Selanjutnya, Kabid Pemberdayaan Masyarakat Dinas Pemberdayaan Masyarakat, Desa, Pemberdayaan Perempuan, dan Perlindungan Anak Buru Selatan Muhammad Taib Abd Rahman, karyawan PLN Namrole La Amin, Kepala DPMPTSP Buru Selatan Mahmud Umanailo, Kepala Bappeda Kader Tuasamu, Analis Kebijakan Dinas Penanaman Modal dan Pelayanan Terpadu Satu Pintu Helmi Latuconsina, dan Kasubag Perencanaan Dinas Penanaman Modal dan Pelayanan Terpadu Satu Pintu Muhammad Nizar Polhaupessy.

KPK pada Rabu (26/1) telah menetapkan tiga tersangka kasus dugaan suap, gratifikasi, dan tindak pidana pencucian uang (TPPU) terkait pengadaan barang dan jasa di Kabupaten Buru Selatan Tahun 2011-2016.

Sebagai penerima, yaitu mantan Bupati Buru Selatan Tagop Sudarsono Soulisa (TSS) dan Johny Rynhard Kasman (JRK) dari pihak swasta.
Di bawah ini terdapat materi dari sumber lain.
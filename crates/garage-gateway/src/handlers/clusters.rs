//! Cluster endpoints and bulk node operations.

use std::collections::BTreeMap;
use std::path::PathBuf;
use std::sync::Arc;

use axum::extract::{Path, State};
use axum::http::StatusCode;
use axum::Json;
use futures::future::join_all;
use serde::Deserialize;

use garage_control::{fleet, ActionOptions, ClusterInfo};

use crate::error::ApiError;
use crate::state::GatewayState;

// =============================================================================
// Request Types
// =============================================================================

/// Request to add clusters.
#[derive(Debug, Deserialize)]
pub struct AddClustersBody {
    /// Cluster directories.
    pub paths: Option<Vec<PathBuf>>,
}

/// Request to start nodes.
#[derive(Debug, Deserialize)]
pub struct StartNodesBody {
    /// Node ids or `start-end` ranges.
    pub ids: Option<Vec<String>>,
    /// Action options.
    #[serde(default)]
    pub options: ActionOptions,
}

/// Request to stop nodes.
#[derive(Debug, Default, Deserialize)]
pub struct StopNodesBody {
    /// Node ids or `start-end` ranges; every node when omitted.
    pub ids: Option<Vec<String>>,
    /// Action options.
    #[serde(default)]
    pub options: ActionOptions,
}

// =============================================================================
// Handlers
// =============================================================================

/// List every cluster.
pub async fn list_clusters(
    State(state): State<Arc<GatewayState>>,
) -> Json<BTreeMap<String, ClusterInfo>> {
    Json(state.manager.list())
}

/// Load clusters from directories.
///
/// # Errors
///
/// Returns `400` when `paths` is missing, otherwise the first failure after
/// every directory has been tried.
pub async fn add_clusters(
    State(state): State<Arc<GatewayState>>,
    body: Option<Json<AddClustersBody>>,
) -> Result<(StatusCode, Json<Vec<ClusterInfo>>), ApiError> {
    let paths = body
        .and_then(|Json(body)| body.paths)
        .ok_or_else(|| ApiError::BadRequest("paths is required".to_string()))?;

    let results = join_all(paths.iter().map(|path| state.manager.add(path))).await;
    let clusters = results.into_iter().collect::<Result<Vec<_>, _>>()?;

    Ok((
        StatusCode::CREATED,
        Json(clusters.iter().map(|c| c.info()).collect()),
    ))
}

/// Reload every cluster loaded from a directory.
///
/// # Errors
///
/// Returns the first reload failure.
pub async fn reload_clusters(
    State(state): State<Arc<GatewayState>>,
) -> Result<StatusCode, ApiError> {
    state.manager.reload().await?;
    Ok(StatusCode::NO_CONTENT)
}

/// Start the listed nodes of a cluster.
///
/// # Errors
///
/// Returns `404` for an unknown cluster, `400` when `ids` is missing, or the
/// first node failure.
pub async fn start_nodes(
    State(state): State<Arc<GatewayState>>,
    Path(cluster): Path<String>,
    body: Option<Json<StartNodesBody>>,
) -> Result<StatusCode, ApiError> {
    let cluster = state.manager.cluster(&cluster)?;
    let Some(Json(StartNodesBody {
        ids: Some(ids),
        options,
    })) = body
    else {
        return Err(ApiError::BadRequest("ids is required".to_string()));
    };

    fleet::start_nodes(&cluster, &ids, options).await?;
    Ok(StatusCode::NO_CONTENT)
}

/// Stop the listed nodes of a cluster, or all of them.
///
/// # Errors
///
/// Returns `404` for an unknown cluster or the first node failure.
pub async fn stop_nodes(
    State(state): State<Arc<GatewayState>>,
    Path(cluster): Path<String>,
    body: Option<Json<StopNodesBody>>,
) -> Result<StatusCode, ApiError> {
    let cluster = state.manager.cluster(&cluster)?;
    let Json(body) = body.unwrap_or_default();

    fleet::stop_nodes(&cluster, body.ids.as_deref(), body.options).await?;
    Ok(StatusCode::NO_CONTENT)
}
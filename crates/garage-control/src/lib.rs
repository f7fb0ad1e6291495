//! Control plane for garage node lifecycles.
//!
//! This crate drives isolated execution environments ("nodes") grouped into
//! clusters. Each node is backed by a lifecycle state machine whose actions
//! are carried out by a pluggable interior backend.
//!
//! # Architecture
//!
//! ```text
//! ┌─────────────────────────────────────────────────────────────┐
//! │                     Gateway (HTTP) / CLI                    │
//! └─────────────────────────────────────────────────────────────┘
//!                              │
//!                              ▼
//! ┌─────────────────────────────────────────────────────────────┐
//! │  ClusterManager ──▶ Cluster ──▶ Adapter ──▶ Controller task │
//! │        │                                        │           │
//! │   ConfigLoader                              Container       │
//! │                                            (state machine)  │
//! └─────────────────────────────────────────────────────────────┘
//!                              │
//!                              ▼
//!        ┌──────────┐   ┌────────────┐   ┌────────────┐
//!        │  script  │   │ simulated  │   │    ...     │
//!        └──────────┘   └────────────┘   └────────────┘
//!                    InteriorRegistry backends
//! ```
//!
//! Requests flow down; state, status and error reports flow back up
//! through each interior's [`Monitor`].
//!
//! # Usage
//!
//! ```no_run
//! use std::sync::Arc;
//! use garage_control::{fleet, ActionOptions, ClusterManager, InteriorRegistry};
//!
//! # async fn example() -> Result<(), Box<dyn std::error::Error>> {
//! let manager = ClusterManager::new(Arc::new(InteriorRegistry::with_builtin()));
//! let cluster = manager.add("/srv/clusters/lab").await?;
//!
//! fleet::start_nodes(&cluster, &["1-3"], ActionOptions::default()).await?;
//! for (id, status) in cluster.node_statuses() {
//!     println!("{id}: {}", status.state);
//! }
//! # Ok(())
//! # }
//! ```
//!
//! See the [`lifecycle`] module for the state machine.

#![forbid(unsafe_code)]
#![warn(missing_docs)]
#![warn(clippy::all)]
#![warn(clippy::pedantic)]

pub mod adapter;
pub mod backend;
pub mod cluster;
pub mod config;
pub mod controller;
pub mod error;
pub mod fleet;
pub mod interior;
pub mod lifecycle;
pub mod manager;
pub mod types;

pub use adapter::Adapter;
pub use cluster::{Cluster, Node};
pub use config::{BackendConfig, ClusterConfig, ConfigError, ConfigLoader, SimulationConfig, YamlConfigLoader};
pub use controller::{ControllerHandle, Pending, Prepared, Snapshot};
pub use error::{ControlError, Result};
pub use interior::{Capabilities, Interior, InteriorRegistry, Monitor, MonitorEvent};
pub use lifecycle::{Action, Container, ContainerEvent, InteriorState, LifecycleState};
pub use manager::ClusterManager;
pub use types::{ActionOptions, AdapterInfo, ClusterInfo, NodeState, NodeStatus};

// Re-export commonly used types from dependencies for convenience
pub use garage_core::{ClusterName, NodeId};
Sementara sebagai pemberi, yakni Ivana Kwelju (IK) dari pihak swasta.

Baca juga: KPK tetapkan mantan Bupati Buru Selatan sebagai tersangka

Dalam konstruksi perkara, KPK menjelaskan Tagop yang menjabat Bupati Buru Selatan periode 2011-2016 dan 2016-2021 diduga sejak awal menjabat telah memberikan atensi lebih untuk berbagai proyek Dinas PUPR Kabupaten Buru Selatan, di antaranya dengan mengundang secara khusus Kepala Dinas dan Kabid Bina Marga untuk mengetahui daftar dan nilai anggaran paket setiap pekerjaan proyek.

Tagop selanjutnya merekomendasi dan menentukan secara sepihak pihak rekanan mana saja yang bisa dimenangkan untuk mengerjakan proyek baik yang melalui proses lelang maupun penunjukan langsung.

KPK menduga dari penentuan para rekanan itu, Tagop meminta sejumlah uang dalam bentuk "fee" dengan nilai 7 sampai dengan 10 persen dari nilai kontrak pekerjaan, khusus untuk proyek yang sumber dananya dari dana alokasi khusus (DAK) ditentukan besaran 'fee' masih di antara 7 sampai dengan 10 persen ditambah 8 persen dari nilai kontrak pekerjaan.

Baca juga: KPK memanggil 13 saksi terkait kasus proyek jalan di Buru Selatan

Adapun proyek-proyek tersebut, yaitu pembangunan jalan dalam kota Namrole Tahun 2015 dengan nilai proyek sebesar Rp3,1 miliar, peningkatan jalan dalam kota Namrole (hotmix) dengan nilai proyek Rp14,2 miliar, peningkatan jalan ruas Wamsisi-Sp Namrole Modan Mohe (hotmix) dengan nilai proyek Rp14,2 miliar, dan peningkatan jalan ruas Waemulang-Biloro dengan nilai proyek Rp21,4 miliar.

Atas penerimaan sejumlah 'fee' tersebut, Togop diduga menggunakan orang kepercayaannya, yaitu Johny untuk menerima sejumlah uang menggunakan rekening bank miliknya dan untuk berikutnya ditransfer ke rekening bank milik Tagop.

KPK menduga nilai "fee" yang diterima Tagop sekitar Rp10 miliar yang di antaranya diberikan oleh Ivana karena dipilih untuk mengerjakan salah satu proyek pekerjaan yang anggarannya bersumber dari dana DAK Tahun 2015.

KPK menduga penerimaan Rp10 miliar itu digunakan Tagop membeli sejumlah aset dengan menggunakan nama pihak-pihak lain dengan maksud untuk menyamarkan asal usul uang yang diterima dari para rekanan kontraktor.